=== INSTRUCTIONS FOR THE TASK ===
A single figure is required: the number of lines in the listing below containing the word "PlSmallStr".

=== PROVIDED DATA ===
*** Block opens ***
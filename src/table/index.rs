use chrono::{DateTime, Datelike, NaiveDate, NaiveDateTime, NaiveTime};
use polars::prelude::{
    Column, DataType, Int32Chunked, Int64Chunked, IntoSeries, NewChunkedArray, PlSmallStr, Series,
    TimeUnit, TimeZone as PlTimeZone,
};

use crate::{
    error::{ConfigError, DataError, PanelwiseResult},
    table::polars_ext::polars_err,
    time::zone::Zone,
};

/// Days from 0001-01-01 (CE) to 1970-01-01.
const UNIX_EPOCH_DAYS_FROM_CE: i32 = 719_163;

const NANOS_PER_SECOND: i64 = 1_000_000_000;

/// Physical encoding of a time index column.
///
/// Timestamps are decoded into wall-clock [`NaiveDateTime`] values (in the column's own zone for
/// aware columns) and encoded back with exactly the same dtype, unit and zone.
#[derive(Debug, Clone, PartialEq)]
pub enum IndexKind {
    Date,
    Datetime {
        unit: TimeUnit,
        time_zone: Option<PlTimeZone>,
        zone: Option<Zone>,
    },
}

impl IndexKind {
    pub fn from_dtype(column: &str, dtype: &DataType) -> PanelwiseResult<Self> {
        match dtype {
            DataType::Date => Ok(Self::Date),
            DataType::Datetime(unit, time_zone) => {
                let zone = time_zone
                    .as_ref()
                    .map(|tz| Zone::parse(tz.as_str()))
                    .transpose()?;
                Ok(Self::Datetime {
                    unit: *unit,
                    time_zone: time_zone.clone(),
                    zone,
                })
            }
            other => Err(ConfigError::InvalidIndex {
                column: column.to_string(),
                dtype: other.to_string(),
            }
            .into()),
        }
    }

    /// `true` when the index carries a time zone.
    pub fn is_aware(&self) -> bool {
        self.zone().is_some()
    }

    pub fn zone(&self) -> Option<Zone> {
        match self {
            Self::Date => None,
            Self::Datetime { zone, .. } => *zone,
        }
    }

    pub fn dtype(&self) -> DataType {
        match self {
            Self::Date => DataType::Date,
            Self::Datetime {
                unit, time_zone, ..
            } => DataType::Datetime(*unit, time_zone.clone()),
        }
    }

    /// Decodes `column` into wall-clock timestamps, one per row.
    ///
    /// # Errors
    /// * [`ConfigError::NullTimestamp`] if any row has no timestamp.
    /// * [`DataError::TimestampOverflow`] if a value is outside chrono's range.
    pub fn decode(&self, column: &Column) -> PanelwiseResult<Vec<NaiveDateTime>> {
        let name = column.name().as_str();
        let null_at = |row: usize| ConfigError::NullTimestamp {
            column: name.to_string(),
            row,
        };

        match self {
            Self::Date => {
                let ca = column.date().map_err(|e| polars_err("Decoding date index", e))?;
                ca.physical()
                    .into_iter()
                    .enumerate()
                    .map(|(row, days)| -> PanelwiseResult<NaiveDateTime> {
                        let days = days.ok_or_else(|| null_at(row))?;
                        days.checked_add(UNIX_EPOCH_DAYS_FROM_CE)
                            .and_then(NaiveDate::from_num_days_from_ce_opt)
                            .map(|d| d.and_time(NaiveTime::MIN))
                            .ok_or_else(|| {
                                DataError::TimestampOverflow(format!("{days} days since epoch"))
                                    .into()
                            })
                    })
                    .collect()
            }
            Self::Datetime { unit, zone, .. } => {
                let ca = column
                    .datetime()
                    .map_err(|e| polars_err("Decoding datetime index", e))?;
                ca.physical()
                    .into_iter()
                    .enumerate()
                    .map(|(row, value)| -> PanelwiseResult<NaiveDateTime> {
                        let value = value.ok_or_else(|| null_at(row))?;
                        let utc = from_physical(value, *unit).ok_or_else(|| {
                            DataError::TimestampOverflow(format!("{value} ({unit:?})"))
                        })?;
                        Ok(match zone {
                            Some(zone) => zone.to_local(utc),
                            None => utc,
                        })
                    })
                    .collect()
            }
        }
    }

    /// Encodes wall-clock timestamps into a series with this index's dtype.
    pub fn encode(&self, name: PlSmallStr, values: &[NaiveDateTime]) -> PanelwiseResult<Series> {
        match self {
            Self::Date => {
                let days = values
                    .iter()
                    .map(|ts| ts.date().num_days_from_ce() - UNIX_EPOCH_DAYS_FROM_CE)
                    .collect::<Vec<_>>();
                Ok(Int32Chunked::from_vec(name, days).into_date().into_series())
            }
            Self::Datetime {
                unit,
                time_zone,
                zone,
            } => {
                let physical = values
                    .iter()
                    .map(|ts| -> PanelwiseResult<i64> {
                        let utc = match zone {
                            Some(zone) => zone.to_utc(*ts),
                            None => *ts,
                        };
                        to_physical(utc, *unit).ok_or_else(|| {
                            DataError::TimestampOverflow(format!("{ts} as {unit:?}")).into()
                        })
                    })
                    .collect::<PanelwiseResult<Vec<_>>>()?;
                Ok(Int64Chunked::from_vec(name, physical)
                    .into_datetime(*unit, time_zone.clone())
                    .into_series())
            }
        }
    }
}

fn units_per_second(unit: TimeUnit) -> i64 {
    match unit {
        TimeUnit::Nanoseconds => NANOS_PER_SECOND,
        TimeUnit::Microseconds => 1_000_000,
        TimeUnit::Milliseconds => 1_000,
    }
}

fn from_physical(value: i64, unit: TimeUnit) -> Option<NaiveDateTime> {
    let per_second = units_per_second(unit);
    let secs = value.div_euclid(per_second);
    let nanos = value.rem_euclid(per_second) * (NANOS_PER_SECOND / per_second);
    DateTime::from_timestamp(secs, u32::try_from(nanos).ok()?).map(|ts| ts.naive_utc())
}

fn to_physical(ts: NaiveDateTime, unit: TimeUnit) -> Option<i64> {
    let utc = ts.and_utc();
    let per_second = units_per_second(unit);
    let sub_second = i64::from(utc.timestamp_subsec_nanos()) / (NANOS_PER_SECOND / per_second);
    utc.timestamp()
        .checked_mul(per_second)?
        .checked_add(sub_second)
}

#[cfg(test)]
mod tests {
    use super::*;
    use polars::prelude::IntoColumn;

    fn at(year: i32, month: u32, day: u32, hour: u32) -> NaiveDateTime {
        NaiveDate::from_ymd_opt(year, month, day)
            .unwrap()
            .and_hms_opt(hour, 0, 0)
            .unwrap()
    }

    #[test]
    fn rejects_non_temporal_dtypes() {
        let err = IndexKind::from_dtype("day", &DataType::Int64).unwrap_err();
        assert!(err.is_config());
    }

    #[test]
    fn physical_conversion_handles_pre_epoch_values() {
        let ts = NaiveDate::from_ymd_opt(1969, 12, 31)
            .unwrap()
            .and_hms_milli_opt(23, 59, 59, 500)
            .unwrap();

        for unit in [
            TimeUnit::Milliseconds,
            TimeUnit::Microseconds,
            TimeUnit::Nanoseconds,
        ] {
            let physical = to_physical(ts, unit).unwrap();
            assert!(physical < 0);
            assert_eq!(from_physical(physical, unit), Some(ts), "{unit:?}");
        }
    }

    #[test]
    fn date_index_decodes_to_midnight() {
        let kind = IndexKind::Date;
        let values = vec![at(2023, 7, 9, 0), at(1969, 7, 20, 0)];
        let column = kind.encode("day".into(), &values).unwrap().into_column();

        assert_eq!(column.dtype(), &DataType::Date);
        assert_eq!(kind.decode(&column).unwrap(), values);
    }

    #[test]
    fn utc_index_keeps_dtype() {
        let kind = IndexKind::from_dtype(
            "ts",
            &DataType::Datetime(TimeUnit::Microseconds, Some(PlTimeZone::UTC)),
        )
        .unwrap();
        assert!(kind.is_aware());

        let values = vec![at(2023, 7, 9, 12), at(2023, 7, 10, 1)];
        let column = kind.encode("ts".into(), &values).unwrap().into_column();

        assert_eq!(column.dtype(), &kind.dtype());
        assert_eq!(kind.decode(&column).unwrap(), values);
    }

    #[test]
    fn null_timestamps_are_rejected() {
        let column = Int64Chunked::from_slice_options("ts".into(), &[Some(0), None])
            .into_datetime(TimeUnit::Milliseconds, None)
            .into_series()
            .into_column();
        let kind = IndexKind::from_dtype("ts", column.dtype()).unwrap();

        let err = kind.decode(&column).unwrap_err();
        assert!(err.is_config());
    }
}
//! Calendar-aligned windowing and aggregation for multi-panel time-series charts.
//!
//! A [`TimeTable`](table::TimeTable) wraps a polars `DataFrame` and its timestamp column. A
//! [`Panel`](panel::Panel) picks a [`Granularity`](time::granularity::Granularity), places a
//! window relative to the latest observation, buckets rows by calendar day, week or month and
//! reduces each bucket per [`SeriesSpec`](series::SeriesSpec). A [`Chart`](chart::Chart) runs
//! several panels over the same table and returns one aligned table per panel.
//!
//! ```no_run
//! use panelwise::prelude::*;
//!
//! # fn run(df: polars::frame::DataFrame) -> PanelwiseResult<()> {
//! let table = TimeTable::new(df, "day")?;
//! let columns = ["num_valid", "total_num"];
//! let success = SeriesSpec::new(columns, "success", ratio("num_valid", "total_num"));
//! let last_year = SeriesSpec::new(columns, "last year", ratio("num_valid", "total_num"))
//!     .with_offset(CalendarOffset::years(1));
//!
//! let chart = Chart::builder()
//!     .with_title("Reliability")
//!     .with_formatter(NumberFormat::pattern("{x:.1%}")?)
//!     .with_panel(Panel::daily(vec![success.clone()], 7)?)
//!     .with_panel(Panel::monthly(vec![success, last_year], 12)?)
//!     .build()?;
//!
//! for panel in chart.data(&table)? {
//!     println!("{}", panel.as_df());
//! }
//! # Ok(())
//! # }
//! ```

pub mod agg;
pub mod chart;
pub mod error;
pub mod format;
pub mod panel;
pub mod prelude;
pub mod reshape;
pub mod series;
pub mod table;
pub mod time;

pub use agg::{AggValue, Aggregation, Bucket};
pub use chart::{Chart, ChartBuilder, ChartConfig};
pub use error::{PanelwiseError, PanelwiseResult};
pub use panel::{Panel, table::PanelTable};
pub use series::SeriesSpec;
pub use table::TimeTable;
pub use time::granularity::Granularity;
*** Block closes ***
=== TASK ANSWER ===
2